--- Entries provided ---
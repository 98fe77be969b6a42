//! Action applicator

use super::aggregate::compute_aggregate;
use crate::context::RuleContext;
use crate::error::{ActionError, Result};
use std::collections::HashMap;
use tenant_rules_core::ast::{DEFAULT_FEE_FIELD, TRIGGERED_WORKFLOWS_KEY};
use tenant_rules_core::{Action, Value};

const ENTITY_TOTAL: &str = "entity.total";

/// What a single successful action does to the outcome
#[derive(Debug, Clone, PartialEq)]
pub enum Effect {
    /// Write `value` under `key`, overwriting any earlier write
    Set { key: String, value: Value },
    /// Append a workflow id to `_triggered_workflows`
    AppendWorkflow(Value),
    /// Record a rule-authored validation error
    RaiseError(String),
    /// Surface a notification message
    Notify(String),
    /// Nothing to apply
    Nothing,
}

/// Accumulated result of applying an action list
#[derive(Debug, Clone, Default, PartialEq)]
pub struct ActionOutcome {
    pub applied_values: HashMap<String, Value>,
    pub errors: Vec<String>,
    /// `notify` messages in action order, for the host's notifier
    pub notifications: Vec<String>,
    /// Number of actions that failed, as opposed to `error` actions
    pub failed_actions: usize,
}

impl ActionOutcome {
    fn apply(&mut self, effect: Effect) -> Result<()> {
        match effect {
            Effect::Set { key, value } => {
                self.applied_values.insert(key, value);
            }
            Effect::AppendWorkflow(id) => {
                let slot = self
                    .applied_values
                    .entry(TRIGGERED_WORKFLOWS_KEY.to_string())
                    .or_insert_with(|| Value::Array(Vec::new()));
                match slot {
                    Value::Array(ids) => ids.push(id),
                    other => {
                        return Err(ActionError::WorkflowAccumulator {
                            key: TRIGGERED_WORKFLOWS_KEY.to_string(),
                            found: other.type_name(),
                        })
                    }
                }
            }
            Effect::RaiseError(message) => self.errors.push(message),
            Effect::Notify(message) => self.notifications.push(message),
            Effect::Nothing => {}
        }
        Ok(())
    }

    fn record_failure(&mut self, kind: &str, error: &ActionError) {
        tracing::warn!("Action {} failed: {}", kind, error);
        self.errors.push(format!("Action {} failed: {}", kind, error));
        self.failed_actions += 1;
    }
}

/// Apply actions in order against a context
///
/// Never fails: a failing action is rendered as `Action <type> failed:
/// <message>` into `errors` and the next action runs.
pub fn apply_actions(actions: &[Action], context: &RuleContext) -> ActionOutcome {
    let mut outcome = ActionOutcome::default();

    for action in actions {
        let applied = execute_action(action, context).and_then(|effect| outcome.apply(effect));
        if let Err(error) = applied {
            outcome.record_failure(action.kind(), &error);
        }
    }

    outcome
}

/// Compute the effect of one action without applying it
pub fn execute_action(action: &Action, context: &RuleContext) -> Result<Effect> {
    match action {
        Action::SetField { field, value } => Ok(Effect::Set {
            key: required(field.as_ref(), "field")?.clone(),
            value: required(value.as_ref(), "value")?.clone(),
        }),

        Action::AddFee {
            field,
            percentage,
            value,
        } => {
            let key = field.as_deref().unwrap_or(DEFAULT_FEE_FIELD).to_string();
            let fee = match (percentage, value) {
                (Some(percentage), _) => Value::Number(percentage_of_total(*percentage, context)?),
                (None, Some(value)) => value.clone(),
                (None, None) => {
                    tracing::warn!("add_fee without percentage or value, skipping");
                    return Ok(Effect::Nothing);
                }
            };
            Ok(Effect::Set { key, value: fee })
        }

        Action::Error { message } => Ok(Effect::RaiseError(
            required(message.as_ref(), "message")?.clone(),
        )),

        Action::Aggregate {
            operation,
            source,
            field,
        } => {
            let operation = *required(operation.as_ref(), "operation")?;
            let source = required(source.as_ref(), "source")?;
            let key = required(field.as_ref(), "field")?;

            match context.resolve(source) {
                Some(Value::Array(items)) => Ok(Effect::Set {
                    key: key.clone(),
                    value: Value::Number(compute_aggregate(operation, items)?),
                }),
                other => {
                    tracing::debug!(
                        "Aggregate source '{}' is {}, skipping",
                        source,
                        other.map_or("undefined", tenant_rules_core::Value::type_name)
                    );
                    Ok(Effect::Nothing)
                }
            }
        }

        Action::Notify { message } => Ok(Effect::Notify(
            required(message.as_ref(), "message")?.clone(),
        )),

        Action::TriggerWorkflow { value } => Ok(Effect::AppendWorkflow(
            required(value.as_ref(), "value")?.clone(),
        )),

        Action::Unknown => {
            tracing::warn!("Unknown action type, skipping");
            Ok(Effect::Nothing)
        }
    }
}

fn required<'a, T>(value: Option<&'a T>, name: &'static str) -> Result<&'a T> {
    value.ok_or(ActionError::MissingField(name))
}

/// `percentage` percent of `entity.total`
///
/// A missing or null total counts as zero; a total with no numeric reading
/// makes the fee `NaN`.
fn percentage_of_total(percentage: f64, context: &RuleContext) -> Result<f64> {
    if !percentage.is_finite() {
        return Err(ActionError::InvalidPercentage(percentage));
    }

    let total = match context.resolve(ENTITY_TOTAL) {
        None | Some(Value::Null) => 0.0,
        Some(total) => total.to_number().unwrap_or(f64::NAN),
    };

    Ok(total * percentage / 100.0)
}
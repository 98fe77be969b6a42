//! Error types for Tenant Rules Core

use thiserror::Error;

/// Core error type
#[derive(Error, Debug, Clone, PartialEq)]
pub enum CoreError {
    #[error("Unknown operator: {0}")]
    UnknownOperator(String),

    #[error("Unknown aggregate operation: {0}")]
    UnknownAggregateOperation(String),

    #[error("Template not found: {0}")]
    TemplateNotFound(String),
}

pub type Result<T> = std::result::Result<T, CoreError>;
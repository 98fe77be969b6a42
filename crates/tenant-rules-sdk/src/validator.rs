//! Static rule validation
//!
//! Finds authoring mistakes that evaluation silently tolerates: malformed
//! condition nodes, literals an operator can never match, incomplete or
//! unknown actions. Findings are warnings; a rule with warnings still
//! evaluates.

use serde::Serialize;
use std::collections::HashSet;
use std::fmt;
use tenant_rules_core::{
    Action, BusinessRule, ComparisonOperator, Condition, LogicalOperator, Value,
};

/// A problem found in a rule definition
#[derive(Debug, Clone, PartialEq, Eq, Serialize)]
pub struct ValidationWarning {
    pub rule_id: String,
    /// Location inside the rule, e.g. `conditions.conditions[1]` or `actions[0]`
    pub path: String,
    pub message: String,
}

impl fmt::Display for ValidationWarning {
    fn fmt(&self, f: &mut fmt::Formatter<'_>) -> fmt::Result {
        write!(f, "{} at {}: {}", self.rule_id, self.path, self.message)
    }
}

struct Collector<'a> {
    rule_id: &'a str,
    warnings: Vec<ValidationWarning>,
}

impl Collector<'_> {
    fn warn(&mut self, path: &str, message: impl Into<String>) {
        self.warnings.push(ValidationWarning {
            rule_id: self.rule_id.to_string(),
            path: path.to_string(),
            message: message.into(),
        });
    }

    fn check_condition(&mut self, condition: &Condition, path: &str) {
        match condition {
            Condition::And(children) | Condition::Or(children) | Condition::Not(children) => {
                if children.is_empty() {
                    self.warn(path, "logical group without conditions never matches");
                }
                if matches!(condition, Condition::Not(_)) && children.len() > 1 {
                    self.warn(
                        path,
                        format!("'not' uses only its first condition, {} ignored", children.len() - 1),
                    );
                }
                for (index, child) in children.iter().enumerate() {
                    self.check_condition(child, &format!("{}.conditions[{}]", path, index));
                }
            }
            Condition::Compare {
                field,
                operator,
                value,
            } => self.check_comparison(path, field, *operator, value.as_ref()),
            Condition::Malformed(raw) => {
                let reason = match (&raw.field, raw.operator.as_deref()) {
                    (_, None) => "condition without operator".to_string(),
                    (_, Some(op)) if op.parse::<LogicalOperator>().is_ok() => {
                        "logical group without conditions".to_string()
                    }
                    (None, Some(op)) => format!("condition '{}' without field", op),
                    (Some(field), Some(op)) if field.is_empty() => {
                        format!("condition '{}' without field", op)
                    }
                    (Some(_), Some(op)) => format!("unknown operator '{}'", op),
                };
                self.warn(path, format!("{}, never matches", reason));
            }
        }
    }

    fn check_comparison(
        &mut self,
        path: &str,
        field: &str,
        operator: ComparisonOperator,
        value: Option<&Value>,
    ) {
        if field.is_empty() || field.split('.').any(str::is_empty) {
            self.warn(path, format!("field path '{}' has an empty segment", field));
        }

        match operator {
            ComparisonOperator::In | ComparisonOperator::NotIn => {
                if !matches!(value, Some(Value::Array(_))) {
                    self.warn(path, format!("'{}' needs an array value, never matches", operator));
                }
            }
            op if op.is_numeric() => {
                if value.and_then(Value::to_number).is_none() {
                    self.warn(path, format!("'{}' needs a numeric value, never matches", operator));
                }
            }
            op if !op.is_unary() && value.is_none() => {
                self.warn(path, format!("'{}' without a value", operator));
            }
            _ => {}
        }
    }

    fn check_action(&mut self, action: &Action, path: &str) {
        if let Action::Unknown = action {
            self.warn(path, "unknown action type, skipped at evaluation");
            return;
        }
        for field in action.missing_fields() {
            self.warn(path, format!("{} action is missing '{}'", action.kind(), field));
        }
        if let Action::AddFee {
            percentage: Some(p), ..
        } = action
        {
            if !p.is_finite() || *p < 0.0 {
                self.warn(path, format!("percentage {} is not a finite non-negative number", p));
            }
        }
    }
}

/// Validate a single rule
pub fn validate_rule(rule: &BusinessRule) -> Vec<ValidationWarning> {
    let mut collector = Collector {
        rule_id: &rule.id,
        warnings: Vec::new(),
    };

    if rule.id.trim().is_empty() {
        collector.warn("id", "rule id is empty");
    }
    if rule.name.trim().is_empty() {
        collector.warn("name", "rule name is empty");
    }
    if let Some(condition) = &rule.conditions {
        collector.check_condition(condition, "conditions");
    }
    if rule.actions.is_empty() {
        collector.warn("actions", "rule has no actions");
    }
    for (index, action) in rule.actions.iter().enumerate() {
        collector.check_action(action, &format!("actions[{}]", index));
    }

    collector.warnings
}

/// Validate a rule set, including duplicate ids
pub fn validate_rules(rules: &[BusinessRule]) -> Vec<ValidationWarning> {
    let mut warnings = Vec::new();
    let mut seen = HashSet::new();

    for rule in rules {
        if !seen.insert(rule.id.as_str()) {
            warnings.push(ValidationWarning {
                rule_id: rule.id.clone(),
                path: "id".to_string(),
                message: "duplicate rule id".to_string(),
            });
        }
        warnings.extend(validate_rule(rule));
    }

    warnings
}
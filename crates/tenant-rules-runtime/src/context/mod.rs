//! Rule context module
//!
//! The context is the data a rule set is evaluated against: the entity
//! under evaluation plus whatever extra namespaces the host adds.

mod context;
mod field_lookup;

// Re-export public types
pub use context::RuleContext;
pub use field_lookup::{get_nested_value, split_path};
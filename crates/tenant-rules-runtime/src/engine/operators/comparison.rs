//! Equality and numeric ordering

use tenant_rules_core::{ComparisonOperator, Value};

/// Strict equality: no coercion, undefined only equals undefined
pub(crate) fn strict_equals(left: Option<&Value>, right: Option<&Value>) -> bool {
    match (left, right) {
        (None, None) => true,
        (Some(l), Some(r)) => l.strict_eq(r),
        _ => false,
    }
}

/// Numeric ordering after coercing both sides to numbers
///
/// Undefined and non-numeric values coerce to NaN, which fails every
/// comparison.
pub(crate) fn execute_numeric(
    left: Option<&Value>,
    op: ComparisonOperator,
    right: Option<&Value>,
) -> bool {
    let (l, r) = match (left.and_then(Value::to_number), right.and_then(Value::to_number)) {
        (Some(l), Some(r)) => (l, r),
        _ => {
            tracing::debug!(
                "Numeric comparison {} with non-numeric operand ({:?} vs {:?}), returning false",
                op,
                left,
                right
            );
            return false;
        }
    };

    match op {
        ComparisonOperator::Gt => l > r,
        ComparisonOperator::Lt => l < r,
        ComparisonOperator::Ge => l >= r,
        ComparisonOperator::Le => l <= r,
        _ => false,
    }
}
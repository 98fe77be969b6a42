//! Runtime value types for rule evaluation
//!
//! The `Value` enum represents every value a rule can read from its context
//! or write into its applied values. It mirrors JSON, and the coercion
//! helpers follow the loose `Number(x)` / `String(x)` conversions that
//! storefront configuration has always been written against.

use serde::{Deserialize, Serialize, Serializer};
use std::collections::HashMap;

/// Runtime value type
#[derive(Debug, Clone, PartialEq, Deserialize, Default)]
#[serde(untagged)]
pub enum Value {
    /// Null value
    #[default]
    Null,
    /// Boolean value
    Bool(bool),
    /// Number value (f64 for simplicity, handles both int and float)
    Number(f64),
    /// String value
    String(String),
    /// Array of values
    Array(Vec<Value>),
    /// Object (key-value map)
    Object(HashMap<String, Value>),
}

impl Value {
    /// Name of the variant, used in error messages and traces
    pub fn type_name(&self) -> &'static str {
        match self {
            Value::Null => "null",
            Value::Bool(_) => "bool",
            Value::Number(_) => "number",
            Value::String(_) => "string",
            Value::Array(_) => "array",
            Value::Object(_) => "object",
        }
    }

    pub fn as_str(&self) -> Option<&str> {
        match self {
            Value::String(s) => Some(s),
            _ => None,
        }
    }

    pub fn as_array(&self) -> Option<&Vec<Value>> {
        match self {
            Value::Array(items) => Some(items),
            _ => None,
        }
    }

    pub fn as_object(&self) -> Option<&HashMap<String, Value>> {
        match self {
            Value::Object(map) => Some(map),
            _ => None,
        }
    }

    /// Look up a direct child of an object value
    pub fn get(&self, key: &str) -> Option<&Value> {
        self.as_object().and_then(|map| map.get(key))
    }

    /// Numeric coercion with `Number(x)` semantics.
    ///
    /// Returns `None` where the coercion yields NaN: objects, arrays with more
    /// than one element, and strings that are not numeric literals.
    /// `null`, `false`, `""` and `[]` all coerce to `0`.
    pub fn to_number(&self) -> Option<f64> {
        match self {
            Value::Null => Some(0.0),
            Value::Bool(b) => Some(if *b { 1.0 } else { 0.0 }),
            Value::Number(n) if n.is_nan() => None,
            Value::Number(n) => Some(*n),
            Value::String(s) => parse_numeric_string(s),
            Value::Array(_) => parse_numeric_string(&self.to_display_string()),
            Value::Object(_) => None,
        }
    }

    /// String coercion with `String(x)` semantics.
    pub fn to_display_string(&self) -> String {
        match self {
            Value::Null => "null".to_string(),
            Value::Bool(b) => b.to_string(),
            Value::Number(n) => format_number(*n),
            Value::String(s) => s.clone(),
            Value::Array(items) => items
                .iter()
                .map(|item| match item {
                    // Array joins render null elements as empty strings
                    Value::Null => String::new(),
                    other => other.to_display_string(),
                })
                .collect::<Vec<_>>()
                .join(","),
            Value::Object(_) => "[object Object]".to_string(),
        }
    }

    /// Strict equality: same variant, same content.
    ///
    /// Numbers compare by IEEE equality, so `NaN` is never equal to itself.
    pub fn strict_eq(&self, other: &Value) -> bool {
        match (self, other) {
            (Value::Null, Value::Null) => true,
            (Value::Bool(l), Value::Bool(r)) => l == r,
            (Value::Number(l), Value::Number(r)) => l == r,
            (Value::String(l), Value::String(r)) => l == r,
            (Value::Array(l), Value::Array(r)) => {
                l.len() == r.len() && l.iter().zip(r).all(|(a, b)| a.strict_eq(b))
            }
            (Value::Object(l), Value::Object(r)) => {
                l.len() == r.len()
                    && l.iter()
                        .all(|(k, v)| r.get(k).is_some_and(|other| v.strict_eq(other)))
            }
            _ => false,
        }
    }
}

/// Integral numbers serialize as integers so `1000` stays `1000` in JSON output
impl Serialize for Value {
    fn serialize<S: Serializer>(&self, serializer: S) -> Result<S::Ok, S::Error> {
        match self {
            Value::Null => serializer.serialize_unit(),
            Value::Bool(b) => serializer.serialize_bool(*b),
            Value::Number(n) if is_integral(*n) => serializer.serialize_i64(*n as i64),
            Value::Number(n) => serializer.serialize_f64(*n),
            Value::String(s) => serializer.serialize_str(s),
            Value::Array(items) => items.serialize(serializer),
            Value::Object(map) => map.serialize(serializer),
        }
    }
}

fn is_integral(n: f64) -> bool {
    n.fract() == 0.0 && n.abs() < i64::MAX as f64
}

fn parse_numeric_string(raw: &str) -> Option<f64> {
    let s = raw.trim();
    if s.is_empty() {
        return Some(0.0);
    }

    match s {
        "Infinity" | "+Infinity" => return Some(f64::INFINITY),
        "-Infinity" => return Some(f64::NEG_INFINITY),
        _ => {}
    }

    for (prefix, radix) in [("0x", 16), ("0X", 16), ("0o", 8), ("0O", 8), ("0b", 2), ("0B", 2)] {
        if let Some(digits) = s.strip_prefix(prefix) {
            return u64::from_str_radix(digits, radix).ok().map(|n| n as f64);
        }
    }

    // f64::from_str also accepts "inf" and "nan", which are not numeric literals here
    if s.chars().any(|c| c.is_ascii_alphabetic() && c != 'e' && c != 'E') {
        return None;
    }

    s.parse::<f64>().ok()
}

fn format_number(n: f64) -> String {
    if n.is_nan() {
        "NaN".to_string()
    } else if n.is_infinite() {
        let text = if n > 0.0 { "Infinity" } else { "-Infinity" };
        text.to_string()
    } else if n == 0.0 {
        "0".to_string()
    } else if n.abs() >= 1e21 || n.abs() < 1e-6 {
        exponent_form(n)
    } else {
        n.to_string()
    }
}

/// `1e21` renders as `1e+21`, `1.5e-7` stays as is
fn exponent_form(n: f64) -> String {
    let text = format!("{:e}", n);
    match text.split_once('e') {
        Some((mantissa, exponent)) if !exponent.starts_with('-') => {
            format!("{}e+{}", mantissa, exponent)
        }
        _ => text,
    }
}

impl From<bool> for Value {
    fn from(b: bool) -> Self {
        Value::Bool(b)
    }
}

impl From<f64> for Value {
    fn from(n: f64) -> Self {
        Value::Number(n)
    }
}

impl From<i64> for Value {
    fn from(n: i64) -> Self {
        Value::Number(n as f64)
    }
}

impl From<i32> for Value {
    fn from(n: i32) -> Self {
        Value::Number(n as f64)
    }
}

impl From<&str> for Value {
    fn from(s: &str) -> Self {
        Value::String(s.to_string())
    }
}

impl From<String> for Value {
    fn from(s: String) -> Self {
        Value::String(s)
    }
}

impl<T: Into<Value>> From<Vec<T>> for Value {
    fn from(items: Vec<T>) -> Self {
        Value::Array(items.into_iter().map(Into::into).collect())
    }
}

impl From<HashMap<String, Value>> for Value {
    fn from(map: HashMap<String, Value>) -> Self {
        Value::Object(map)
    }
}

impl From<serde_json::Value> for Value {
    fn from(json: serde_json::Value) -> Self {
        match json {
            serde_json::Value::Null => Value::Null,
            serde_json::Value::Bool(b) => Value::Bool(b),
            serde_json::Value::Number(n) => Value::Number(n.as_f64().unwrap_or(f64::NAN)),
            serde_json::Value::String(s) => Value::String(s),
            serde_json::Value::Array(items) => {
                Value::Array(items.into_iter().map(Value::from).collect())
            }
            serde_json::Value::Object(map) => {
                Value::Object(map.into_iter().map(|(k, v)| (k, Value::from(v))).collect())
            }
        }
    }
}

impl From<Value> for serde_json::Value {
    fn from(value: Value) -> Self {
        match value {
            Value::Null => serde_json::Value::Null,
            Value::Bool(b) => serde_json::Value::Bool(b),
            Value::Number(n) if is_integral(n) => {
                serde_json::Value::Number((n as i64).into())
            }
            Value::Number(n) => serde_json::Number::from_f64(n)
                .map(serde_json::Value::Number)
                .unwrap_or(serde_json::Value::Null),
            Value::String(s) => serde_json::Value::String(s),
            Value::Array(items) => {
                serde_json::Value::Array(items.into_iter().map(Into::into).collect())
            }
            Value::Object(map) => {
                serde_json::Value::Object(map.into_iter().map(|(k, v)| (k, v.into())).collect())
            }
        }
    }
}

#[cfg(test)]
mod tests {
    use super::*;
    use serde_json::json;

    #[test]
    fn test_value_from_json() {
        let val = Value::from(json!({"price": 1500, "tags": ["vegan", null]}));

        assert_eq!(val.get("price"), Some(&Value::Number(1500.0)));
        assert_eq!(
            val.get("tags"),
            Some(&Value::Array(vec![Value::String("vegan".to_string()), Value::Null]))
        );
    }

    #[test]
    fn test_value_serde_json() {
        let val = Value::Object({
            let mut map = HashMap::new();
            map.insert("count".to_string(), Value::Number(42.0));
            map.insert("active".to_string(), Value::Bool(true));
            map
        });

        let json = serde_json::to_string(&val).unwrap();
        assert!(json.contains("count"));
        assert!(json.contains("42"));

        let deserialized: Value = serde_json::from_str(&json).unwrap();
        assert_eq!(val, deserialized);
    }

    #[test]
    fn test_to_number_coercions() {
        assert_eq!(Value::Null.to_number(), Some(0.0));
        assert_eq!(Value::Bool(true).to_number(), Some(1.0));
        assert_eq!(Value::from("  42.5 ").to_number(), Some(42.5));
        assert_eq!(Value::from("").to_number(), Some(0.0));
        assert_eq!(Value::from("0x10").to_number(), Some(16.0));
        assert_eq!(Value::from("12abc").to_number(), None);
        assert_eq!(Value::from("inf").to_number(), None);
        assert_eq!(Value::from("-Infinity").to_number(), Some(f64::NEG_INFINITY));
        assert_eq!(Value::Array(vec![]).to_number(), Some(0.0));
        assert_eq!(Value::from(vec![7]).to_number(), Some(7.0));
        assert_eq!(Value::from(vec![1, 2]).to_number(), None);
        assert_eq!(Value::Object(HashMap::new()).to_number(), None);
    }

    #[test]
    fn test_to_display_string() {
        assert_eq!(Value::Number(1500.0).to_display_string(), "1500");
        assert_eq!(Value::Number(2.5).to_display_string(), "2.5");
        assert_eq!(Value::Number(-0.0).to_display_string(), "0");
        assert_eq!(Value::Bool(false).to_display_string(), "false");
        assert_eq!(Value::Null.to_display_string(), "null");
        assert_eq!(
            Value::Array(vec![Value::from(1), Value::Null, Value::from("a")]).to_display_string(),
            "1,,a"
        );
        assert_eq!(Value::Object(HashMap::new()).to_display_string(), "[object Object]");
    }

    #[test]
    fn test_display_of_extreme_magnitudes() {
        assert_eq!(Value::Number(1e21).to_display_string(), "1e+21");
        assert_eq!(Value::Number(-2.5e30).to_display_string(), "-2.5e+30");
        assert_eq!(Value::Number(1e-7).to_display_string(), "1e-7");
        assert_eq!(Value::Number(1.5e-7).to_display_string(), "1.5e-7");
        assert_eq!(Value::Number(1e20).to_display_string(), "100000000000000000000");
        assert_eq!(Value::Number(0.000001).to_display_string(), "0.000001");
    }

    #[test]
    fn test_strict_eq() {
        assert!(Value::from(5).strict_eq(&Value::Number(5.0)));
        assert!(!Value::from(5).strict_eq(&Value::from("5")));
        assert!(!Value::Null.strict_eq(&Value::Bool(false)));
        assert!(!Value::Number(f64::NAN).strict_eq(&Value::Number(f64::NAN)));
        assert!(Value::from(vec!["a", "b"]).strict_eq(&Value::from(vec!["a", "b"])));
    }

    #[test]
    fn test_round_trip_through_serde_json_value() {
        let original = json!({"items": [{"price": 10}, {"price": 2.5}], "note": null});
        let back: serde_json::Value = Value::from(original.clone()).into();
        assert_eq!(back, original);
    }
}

--- What is being asked ---
Your answer should consist of the lines above that hold the word "group".

--- Solution to the exercise ---
                    self.warn(path, "logical group without conditions never matches");
                        "logical group without conditions".to_string()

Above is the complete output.